**Prompt:**
One number is the full answer: how many lines in the records contain the word "tickers"?

(Stored data entries)
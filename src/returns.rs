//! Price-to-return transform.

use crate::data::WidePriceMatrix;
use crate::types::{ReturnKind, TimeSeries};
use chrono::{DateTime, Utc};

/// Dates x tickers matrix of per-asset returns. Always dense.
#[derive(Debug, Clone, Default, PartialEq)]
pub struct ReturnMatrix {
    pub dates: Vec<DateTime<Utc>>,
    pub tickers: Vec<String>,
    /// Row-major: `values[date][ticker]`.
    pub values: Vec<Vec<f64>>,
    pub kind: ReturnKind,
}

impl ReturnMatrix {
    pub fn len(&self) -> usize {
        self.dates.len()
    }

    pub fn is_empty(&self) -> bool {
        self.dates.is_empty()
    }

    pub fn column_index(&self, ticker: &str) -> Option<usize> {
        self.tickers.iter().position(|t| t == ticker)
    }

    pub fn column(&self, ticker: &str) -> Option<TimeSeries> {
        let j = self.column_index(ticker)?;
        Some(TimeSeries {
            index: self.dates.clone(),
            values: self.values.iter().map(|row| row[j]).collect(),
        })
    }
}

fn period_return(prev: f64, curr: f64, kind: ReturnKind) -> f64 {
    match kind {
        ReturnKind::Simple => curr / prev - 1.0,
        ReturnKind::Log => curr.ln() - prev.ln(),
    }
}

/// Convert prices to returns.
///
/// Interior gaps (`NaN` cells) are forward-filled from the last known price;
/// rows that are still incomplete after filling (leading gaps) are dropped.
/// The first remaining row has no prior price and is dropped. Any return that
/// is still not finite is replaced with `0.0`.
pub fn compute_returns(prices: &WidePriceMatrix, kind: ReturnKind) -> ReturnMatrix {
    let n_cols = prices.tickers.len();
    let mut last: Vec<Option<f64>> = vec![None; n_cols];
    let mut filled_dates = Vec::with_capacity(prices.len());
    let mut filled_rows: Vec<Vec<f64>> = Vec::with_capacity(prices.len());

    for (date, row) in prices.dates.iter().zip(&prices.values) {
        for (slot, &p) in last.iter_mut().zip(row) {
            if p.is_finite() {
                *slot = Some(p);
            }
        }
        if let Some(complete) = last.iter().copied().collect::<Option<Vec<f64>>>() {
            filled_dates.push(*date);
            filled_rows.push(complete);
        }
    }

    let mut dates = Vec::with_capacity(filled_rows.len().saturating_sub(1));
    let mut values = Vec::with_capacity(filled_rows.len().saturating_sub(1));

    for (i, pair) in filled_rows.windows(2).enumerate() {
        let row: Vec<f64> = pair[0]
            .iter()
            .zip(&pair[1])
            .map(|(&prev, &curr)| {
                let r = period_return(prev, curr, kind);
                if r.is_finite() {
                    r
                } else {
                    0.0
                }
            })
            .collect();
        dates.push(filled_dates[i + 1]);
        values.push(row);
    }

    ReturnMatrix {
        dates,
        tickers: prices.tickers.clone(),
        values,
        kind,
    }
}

**Task output:**
5